__TASK__:
Scan the records below. Copy every line in which the word "corner" appears.

↓↓↓

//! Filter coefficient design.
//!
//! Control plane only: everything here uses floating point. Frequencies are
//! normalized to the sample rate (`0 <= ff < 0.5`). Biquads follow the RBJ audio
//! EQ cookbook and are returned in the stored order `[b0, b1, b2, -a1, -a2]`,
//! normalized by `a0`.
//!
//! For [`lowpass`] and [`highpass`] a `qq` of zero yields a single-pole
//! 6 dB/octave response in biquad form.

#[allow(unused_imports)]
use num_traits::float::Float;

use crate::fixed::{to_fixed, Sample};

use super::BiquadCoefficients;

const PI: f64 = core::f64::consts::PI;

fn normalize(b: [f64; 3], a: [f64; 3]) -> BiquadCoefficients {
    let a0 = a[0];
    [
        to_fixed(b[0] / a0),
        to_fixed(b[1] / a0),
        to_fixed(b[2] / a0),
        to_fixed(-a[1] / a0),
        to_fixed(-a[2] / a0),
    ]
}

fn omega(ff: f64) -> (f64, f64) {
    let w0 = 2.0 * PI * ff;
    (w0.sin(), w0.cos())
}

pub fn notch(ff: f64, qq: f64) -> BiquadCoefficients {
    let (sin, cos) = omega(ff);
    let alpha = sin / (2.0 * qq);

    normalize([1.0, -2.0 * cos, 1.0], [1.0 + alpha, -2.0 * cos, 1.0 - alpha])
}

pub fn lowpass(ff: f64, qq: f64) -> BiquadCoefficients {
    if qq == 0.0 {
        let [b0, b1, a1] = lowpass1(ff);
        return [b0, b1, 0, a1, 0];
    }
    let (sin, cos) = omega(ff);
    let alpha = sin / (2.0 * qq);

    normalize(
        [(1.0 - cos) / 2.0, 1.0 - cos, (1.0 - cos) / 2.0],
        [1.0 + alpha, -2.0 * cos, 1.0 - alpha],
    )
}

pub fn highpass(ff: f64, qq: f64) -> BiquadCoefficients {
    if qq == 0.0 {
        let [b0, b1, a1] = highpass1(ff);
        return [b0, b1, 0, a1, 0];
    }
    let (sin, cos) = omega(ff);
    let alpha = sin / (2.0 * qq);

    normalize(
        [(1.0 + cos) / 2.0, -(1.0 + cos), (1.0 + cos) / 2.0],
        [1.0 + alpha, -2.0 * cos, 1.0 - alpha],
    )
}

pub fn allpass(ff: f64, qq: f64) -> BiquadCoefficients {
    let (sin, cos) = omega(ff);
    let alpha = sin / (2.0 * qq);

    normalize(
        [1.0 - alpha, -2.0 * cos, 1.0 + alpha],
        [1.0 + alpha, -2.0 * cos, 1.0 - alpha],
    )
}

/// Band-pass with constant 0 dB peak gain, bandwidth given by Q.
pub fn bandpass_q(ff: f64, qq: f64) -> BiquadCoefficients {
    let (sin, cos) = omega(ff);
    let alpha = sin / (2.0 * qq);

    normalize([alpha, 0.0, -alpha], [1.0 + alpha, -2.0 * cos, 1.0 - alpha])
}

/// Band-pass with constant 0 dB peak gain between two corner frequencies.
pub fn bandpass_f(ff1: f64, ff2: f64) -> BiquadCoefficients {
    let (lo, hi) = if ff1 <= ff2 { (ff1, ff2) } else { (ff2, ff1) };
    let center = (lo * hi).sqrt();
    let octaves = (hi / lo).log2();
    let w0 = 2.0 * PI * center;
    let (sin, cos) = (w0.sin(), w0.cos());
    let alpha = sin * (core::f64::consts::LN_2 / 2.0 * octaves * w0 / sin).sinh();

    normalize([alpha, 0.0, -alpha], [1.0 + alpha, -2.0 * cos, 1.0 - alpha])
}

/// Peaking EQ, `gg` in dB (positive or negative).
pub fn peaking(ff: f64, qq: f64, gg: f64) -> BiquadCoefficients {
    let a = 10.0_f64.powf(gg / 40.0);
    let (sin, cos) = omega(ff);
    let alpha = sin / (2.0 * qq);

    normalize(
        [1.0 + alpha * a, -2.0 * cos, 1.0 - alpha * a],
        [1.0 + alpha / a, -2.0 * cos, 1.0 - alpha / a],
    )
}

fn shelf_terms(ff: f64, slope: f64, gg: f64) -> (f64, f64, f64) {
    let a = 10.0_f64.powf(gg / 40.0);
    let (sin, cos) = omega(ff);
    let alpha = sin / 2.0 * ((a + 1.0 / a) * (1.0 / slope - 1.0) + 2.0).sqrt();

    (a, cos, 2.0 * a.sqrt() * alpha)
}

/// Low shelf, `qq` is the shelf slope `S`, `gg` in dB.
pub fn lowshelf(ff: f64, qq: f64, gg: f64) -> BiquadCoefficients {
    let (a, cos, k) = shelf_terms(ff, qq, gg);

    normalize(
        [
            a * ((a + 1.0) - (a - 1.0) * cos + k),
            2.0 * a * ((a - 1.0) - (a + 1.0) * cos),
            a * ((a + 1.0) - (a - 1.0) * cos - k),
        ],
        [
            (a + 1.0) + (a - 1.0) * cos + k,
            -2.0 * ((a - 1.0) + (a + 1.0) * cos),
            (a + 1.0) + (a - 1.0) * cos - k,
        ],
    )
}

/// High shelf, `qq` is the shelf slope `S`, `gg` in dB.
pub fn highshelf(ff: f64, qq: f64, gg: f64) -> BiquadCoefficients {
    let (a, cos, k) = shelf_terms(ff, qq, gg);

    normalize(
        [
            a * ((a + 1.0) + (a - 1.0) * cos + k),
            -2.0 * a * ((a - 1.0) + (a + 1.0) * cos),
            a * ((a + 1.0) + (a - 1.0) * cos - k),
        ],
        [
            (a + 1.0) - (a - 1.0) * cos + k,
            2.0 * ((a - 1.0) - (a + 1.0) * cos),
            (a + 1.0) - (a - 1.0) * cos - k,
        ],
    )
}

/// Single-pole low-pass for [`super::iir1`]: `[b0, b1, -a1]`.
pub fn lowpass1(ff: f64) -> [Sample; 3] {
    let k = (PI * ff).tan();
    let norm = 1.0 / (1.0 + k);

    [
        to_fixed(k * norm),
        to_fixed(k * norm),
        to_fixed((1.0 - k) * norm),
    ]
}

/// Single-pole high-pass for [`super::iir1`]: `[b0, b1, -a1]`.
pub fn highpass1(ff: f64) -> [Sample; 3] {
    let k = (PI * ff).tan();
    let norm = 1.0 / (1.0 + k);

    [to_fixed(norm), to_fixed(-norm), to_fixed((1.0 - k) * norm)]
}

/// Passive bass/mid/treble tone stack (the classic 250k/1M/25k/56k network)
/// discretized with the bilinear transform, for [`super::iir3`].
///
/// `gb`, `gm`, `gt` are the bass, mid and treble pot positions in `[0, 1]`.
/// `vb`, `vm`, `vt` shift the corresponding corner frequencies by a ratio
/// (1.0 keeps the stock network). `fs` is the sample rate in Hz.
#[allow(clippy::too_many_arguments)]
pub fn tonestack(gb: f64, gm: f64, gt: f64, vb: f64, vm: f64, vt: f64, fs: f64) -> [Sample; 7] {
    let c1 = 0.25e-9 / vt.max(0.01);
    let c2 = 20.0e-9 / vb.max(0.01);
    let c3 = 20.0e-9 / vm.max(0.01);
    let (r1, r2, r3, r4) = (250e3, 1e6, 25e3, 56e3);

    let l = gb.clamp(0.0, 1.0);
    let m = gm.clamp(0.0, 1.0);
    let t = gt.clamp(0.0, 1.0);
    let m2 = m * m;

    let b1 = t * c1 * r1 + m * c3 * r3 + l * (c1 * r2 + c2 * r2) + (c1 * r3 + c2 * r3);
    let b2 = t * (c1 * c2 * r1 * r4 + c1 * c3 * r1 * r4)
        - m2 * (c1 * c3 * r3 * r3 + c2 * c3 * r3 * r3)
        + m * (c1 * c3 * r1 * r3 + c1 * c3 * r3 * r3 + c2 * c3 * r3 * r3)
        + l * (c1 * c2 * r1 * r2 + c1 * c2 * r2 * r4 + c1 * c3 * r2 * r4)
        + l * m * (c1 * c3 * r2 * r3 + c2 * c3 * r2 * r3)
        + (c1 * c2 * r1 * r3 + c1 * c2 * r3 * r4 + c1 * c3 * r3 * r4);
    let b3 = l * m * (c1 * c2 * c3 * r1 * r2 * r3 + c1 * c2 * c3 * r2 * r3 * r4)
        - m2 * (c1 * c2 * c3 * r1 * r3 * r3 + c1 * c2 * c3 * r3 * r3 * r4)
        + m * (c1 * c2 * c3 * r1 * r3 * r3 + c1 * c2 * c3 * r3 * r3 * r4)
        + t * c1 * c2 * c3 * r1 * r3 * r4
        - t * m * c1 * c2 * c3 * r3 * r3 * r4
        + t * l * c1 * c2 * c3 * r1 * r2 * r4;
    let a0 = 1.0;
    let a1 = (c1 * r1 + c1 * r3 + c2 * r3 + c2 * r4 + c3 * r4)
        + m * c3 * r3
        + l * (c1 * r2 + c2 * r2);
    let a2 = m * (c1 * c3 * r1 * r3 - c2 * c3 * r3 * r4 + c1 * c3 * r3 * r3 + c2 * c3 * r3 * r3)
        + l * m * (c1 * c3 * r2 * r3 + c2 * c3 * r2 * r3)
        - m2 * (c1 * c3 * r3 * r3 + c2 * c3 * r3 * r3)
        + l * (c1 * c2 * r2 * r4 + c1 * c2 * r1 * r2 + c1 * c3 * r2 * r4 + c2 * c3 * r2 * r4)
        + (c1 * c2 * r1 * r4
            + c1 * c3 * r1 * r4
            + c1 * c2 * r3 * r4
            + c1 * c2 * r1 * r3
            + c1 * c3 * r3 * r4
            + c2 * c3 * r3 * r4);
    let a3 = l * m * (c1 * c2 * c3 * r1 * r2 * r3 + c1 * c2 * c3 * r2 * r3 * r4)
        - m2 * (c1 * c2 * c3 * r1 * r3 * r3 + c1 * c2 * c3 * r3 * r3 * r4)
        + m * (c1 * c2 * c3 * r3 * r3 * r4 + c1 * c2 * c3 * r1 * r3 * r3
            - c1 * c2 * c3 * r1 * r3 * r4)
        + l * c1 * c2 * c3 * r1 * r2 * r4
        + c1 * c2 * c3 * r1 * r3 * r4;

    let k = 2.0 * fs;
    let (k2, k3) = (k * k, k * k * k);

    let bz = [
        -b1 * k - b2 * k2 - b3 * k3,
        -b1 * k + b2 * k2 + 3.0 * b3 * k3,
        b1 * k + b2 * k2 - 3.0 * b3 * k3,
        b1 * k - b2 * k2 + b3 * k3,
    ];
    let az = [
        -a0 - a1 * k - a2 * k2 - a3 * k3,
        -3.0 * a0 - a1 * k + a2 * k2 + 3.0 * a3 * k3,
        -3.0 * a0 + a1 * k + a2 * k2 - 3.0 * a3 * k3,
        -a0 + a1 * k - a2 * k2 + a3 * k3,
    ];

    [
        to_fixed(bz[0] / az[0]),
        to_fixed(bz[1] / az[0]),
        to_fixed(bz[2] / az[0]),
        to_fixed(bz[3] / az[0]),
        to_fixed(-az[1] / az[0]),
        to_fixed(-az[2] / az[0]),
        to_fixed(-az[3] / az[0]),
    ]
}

↑↑↑
↓↓↓

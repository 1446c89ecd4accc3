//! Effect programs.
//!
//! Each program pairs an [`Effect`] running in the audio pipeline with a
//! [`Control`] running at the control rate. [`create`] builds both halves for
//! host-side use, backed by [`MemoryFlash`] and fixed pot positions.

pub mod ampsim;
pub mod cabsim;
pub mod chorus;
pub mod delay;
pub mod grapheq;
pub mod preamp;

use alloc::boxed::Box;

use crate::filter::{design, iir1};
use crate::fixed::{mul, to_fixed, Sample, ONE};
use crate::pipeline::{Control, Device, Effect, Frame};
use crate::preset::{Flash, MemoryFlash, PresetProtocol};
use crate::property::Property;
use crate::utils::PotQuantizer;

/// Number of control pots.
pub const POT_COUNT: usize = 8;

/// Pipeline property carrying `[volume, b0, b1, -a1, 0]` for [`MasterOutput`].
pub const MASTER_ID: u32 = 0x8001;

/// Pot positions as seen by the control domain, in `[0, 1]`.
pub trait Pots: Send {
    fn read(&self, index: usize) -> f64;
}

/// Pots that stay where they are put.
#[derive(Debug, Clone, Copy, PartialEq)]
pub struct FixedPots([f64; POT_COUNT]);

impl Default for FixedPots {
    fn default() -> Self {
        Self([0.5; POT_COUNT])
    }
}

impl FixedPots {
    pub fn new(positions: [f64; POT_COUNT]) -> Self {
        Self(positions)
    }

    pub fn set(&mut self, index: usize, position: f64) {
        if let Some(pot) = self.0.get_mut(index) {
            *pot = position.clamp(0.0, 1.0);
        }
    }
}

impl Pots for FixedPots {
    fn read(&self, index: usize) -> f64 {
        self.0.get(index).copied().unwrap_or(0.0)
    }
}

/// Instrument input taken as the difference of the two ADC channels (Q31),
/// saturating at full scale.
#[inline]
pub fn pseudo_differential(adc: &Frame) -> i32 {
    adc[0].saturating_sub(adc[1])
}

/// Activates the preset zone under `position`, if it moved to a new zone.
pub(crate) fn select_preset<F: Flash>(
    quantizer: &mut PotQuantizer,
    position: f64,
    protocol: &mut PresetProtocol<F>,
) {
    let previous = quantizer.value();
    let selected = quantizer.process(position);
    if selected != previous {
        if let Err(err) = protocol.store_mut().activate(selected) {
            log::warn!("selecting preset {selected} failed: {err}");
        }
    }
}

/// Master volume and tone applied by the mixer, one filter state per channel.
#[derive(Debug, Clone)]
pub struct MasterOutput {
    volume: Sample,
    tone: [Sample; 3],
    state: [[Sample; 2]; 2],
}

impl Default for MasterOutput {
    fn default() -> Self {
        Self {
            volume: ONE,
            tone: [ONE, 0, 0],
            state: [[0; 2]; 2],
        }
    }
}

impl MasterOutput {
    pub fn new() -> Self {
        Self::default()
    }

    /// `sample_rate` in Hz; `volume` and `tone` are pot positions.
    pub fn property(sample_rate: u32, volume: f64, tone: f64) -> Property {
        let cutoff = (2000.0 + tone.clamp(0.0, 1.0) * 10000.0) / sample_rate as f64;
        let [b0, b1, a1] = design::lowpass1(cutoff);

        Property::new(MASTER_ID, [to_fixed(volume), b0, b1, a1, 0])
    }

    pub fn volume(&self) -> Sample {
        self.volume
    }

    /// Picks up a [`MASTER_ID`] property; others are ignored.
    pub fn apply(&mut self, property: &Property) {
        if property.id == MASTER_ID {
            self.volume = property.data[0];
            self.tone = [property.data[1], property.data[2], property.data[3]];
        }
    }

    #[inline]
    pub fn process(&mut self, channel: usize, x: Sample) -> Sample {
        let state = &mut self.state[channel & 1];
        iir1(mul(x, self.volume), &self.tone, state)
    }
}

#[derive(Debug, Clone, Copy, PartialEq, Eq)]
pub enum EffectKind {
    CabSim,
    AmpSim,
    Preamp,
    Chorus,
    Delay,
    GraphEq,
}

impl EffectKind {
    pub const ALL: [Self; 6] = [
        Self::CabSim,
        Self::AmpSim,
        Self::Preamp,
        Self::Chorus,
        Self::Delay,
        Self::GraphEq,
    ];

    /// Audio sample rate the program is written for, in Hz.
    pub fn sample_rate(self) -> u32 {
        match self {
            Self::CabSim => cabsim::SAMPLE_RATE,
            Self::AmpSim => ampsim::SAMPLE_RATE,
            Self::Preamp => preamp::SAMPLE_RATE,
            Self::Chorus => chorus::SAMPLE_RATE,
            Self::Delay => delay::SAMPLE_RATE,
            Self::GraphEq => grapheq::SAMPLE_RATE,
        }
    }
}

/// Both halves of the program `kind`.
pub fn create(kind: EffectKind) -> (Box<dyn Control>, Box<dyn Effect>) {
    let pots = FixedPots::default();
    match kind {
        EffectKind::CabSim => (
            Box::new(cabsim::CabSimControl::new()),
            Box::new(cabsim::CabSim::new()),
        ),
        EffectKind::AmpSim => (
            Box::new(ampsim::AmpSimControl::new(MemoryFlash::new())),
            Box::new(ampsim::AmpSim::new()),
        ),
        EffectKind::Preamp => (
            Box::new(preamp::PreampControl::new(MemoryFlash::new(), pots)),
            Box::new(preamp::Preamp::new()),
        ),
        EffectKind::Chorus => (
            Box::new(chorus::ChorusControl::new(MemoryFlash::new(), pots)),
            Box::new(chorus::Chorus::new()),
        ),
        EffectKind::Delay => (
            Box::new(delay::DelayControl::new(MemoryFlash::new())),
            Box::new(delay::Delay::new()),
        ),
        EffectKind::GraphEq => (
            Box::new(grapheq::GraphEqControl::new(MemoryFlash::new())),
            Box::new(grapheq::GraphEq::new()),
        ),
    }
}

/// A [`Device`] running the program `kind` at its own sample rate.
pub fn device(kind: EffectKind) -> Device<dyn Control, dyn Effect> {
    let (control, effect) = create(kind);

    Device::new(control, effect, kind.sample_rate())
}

↑↑↑

__ANSWER FOR THIS EXERCISE__:
/// Band-pass with constant 0 dB peak gain between two corner frequencies.
/// `vb`, `vm`, `vt` shift the corresponding corner frequencies by a ratio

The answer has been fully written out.